What the exercise asks>
Report back every line from the entries below in which the word "unwrap" occurs.

==== Material for this exercise ====

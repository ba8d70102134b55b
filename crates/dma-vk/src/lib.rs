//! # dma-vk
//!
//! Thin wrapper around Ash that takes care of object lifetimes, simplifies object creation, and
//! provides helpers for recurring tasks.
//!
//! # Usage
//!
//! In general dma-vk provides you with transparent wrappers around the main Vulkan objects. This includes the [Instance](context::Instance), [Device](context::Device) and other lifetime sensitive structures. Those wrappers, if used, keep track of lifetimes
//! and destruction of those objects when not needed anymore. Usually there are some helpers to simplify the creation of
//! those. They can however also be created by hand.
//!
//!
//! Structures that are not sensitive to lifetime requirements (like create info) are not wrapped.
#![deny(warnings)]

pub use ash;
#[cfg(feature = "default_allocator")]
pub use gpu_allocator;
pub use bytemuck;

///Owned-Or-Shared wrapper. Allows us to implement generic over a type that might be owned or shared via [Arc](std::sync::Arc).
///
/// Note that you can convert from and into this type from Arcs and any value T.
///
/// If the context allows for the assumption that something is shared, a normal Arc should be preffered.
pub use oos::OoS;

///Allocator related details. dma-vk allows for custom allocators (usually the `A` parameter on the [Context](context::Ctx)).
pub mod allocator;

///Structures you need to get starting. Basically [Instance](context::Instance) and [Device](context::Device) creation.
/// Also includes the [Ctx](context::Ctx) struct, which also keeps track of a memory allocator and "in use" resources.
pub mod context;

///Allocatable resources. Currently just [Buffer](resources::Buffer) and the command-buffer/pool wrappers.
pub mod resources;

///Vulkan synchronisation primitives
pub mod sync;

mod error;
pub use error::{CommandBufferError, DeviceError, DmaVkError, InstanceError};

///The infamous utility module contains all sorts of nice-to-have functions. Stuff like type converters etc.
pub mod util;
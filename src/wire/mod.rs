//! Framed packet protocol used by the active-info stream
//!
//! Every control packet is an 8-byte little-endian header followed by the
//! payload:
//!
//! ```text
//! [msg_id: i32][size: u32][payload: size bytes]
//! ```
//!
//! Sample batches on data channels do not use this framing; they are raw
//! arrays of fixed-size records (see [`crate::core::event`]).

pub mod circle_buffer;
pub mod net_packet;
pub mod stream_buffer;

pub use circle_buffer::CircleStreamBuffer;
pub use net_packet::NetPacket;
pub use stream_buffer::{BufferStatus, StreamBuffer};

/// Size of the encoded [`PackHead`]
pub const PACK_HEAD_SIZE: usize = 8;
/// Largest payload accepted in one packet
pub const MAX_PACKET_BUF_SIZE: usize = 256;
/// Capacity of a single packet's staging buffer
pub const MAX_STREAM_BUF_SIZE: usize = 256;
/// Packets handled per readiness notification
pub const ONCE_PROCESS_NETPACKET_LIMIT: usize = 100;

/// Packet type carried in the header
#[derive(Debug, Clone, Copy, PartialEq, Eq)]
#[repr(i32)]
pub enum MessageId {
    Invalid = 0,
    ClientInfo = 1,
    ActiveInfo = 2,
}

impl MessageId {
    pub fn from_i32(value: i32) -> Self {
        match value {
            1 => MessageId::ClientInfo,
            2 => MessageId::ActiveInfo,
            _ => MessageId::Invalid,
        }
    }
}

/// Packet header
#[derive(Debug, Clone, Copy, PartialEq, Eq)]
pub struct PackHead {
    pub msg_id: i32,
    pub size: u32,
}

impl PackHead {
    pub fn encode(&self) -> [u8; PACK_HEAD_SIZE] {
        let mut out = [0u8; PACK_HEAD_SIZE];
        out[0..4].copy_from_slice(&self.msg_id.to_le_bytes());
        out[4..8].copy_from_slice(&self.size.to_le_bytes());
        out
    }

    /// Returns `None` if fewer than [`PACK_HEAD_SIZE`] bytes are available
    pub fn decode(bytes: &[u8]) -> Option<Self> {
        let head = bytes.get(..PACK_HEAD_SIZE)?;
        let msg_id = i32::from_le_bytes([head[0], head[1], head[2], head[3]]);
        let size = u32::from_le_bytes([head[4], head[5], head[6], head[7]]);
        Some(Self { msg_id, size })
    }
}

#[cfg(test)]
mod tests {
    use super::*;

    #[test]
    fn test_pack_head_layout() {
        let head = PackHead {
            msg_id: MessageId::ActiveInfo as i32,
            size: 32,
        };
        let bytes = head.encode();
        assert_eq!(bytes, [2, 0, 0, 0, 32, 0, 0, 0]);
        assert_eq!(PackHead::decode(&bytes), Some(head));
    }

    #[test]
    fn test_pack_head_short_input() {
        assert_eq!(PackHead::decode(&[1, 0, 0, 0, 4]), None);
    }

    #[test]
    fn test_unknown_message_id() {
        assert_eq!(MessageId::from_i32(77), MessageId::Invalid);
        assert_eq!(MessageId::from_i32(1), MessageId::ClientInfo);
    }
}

====
==== Material for this exercise ====

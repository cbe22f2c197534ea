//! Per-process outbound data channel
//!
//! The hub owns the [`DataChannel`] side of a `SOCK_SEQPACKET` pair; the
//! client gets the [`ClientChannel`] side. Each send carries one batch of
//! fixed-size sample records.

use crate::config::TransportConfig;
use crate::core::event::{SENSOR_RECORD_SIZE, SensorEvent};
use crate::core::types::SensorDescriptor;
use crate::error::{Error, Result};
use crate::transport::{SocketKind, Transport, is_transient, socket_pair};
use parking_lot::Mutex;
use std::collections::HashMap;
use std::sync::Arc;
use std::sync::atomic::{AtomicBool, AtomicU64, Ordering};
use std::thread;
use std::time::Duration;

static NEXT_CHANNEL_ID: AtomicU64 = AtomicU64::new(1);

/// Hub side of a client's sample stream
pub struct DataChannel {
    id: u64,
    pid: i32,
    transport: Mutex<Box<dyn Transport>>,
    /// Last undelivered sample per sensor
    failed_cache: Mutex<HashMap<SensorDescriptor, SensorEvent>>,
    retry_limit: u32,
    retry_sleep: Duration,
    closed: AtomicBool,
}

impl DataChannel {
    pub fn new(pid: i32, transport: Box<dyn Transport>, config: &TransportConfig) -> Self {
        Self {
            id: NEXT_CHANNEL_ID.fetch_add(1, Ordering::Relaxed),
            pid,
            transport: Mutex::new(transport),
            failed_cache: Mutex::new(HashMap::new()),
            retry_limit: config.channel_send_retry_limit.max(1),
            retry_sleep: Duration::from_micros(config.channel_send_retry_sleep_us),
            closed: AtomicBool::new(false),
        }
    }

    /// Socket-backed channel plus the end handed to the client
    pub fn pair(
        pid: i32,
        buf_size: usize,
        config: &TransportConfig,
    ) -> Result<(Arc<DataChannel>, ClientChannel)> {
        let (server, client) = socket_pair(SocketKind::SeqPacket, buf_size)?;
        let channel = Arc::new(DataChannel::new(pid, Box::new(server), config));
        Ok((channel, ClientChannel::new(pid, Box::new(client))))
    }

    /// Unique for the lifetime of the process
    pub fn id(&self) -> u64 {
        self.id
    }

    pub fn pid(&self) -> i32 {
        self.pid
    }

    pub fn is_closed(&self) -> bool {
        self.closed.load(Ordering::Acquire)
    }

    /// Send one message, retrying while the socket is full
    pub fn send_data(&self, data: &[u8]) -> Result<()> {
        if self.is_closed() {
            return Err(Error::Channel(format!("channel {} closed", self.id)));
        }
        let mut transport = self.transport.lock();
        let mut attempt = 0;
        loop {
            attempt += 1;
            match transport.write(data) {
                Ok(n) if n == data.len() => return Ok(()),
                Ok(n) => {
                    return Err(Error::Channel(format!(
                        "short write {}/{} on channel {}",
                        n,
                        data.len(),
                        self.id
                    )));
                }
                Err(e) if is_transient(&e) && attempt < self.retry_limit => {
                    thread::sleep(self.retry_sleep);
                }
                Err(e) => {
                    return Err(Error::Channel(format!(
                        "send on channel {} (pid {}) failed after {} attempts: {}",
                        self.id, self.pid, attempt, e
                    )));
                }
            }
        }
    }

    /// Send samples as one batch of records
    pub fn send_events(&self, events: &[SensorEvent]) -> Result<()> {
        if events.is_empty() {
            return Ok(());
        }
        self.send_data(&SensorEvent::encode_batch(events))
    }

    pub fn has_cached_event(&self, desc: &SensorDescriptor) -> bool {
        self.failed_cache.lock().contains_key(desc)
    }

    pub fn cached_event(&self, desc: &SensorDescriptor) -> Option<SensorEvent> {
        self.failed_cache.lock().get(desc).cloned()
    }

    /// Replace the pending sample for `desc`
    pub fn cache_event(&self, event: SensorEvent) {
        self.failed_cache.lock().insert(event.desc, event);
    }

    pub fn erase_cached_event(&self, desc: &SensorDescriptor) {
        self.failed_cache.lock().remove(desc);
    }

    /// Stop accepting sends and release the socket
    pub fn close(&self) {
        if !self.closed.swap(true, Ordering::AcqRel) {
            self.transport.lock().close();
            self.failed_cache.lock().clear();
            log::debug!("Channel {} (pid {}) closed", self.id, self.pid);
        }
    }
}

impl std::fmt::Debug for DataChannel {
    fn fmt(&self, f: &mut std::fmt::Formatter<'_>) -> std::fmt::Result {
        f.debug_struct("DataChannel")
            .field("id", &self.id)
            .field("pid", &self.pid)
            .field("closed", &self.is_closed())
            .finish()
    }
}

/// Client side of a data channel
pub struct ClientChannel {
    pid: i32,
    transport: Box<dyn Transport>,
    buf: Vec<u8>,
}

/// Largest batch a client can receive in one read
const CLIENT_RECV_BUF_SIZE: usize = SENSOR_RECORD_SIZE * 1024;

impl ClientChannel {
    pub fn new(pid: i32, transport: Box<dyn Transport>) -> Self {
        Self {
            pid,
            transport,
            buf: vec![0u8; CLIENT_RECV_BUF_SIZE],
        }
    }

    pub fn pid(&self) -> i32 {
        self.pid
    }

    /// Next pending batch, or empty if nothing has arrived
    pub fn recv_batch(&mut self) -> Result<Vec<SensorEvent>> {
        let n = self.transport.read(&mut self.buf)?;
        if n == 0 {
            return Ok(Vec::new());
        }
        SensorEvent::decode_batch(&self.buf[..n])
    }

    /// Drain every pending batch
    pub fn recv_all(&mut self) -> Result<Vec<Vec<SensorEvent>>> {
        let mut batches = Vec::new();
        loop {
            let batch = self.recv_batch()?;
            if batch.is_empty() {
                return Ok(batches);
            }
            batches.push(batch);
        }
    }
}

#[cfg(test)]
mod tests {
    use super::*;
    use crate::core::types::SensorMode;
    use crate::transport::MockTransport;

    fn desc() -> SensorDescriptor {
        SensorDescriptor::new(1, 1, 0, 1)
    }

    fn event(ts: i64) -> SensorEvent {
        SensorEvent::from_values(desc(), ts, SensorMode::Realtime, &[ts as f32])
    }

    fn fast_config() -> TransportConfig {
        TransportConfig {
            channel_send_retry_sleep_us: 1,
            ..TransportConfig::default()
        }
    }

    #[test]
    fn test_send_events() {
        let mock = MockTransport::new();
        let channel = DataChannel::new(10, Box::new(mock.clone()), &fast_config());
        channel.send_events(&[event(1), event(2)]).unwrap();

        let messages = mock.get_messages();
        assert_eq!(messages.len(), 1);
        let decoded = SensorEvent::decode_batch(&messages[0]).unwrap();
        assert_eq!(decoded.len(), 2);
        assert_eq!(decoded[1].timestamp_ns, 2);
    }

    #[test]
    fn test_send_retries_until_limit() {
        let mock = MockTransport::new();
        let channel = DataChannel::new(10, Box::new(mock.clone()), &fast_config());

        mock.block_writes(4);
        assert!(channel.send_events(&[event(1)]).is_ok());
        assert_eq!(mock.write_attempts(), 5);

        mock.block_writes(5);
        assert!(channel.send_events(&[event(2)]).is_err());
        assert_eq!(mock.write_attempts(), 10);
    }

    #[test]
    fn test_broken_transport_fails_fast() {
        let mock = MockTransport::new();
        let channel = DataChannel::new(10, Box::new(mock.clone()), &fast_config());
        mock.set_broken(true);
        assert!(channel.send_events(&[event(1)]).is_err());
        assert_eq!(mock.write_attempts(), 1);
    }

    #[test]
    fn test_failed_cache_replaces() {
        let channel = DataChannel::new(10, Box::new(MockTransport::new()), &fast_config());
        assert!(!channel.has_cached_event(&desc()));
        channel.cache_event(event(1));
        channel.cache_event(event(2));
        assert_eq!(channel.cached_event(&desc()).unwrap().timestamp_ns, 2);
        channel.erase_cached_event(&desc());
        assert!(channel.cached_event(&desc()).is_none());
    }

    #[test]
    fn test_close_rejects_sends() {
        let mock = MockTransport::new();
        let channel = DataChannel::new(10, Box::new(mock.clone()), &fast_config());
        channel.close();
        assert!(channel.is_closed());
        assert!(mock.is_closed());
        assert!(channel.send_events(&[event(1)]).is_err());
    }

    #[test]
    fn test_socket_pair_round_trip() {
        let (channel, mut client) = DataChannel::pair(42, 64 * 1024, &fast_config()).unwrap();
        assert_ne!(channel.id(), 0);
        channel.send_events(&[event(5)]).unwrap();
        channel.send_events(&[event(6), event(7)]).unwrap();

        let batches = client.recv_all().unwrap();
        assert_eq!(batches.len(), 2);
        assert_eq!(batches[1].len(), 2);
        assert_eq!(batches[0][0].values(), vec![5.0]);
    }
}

====

Solution to this exercise>
        channel.send_events(&[event(1), event(2)]).unwrap();
        let decoded = SensorEvent::decode_batch(&messages[0]).unwrap();
        assert_eq!(channel.cached_event(&desc()).unwrap().timestamp_ns, 2);
        let (channel, mut client) = DataChannel::pair(42, 64 * 1024, &fast_config()).unwrap();
        channel.send_events(&[event(5)]).unwrap();
        channel.send_events(&[event(6), event(7)]).unwrap();
        let batches = client.recv_all().unwrap();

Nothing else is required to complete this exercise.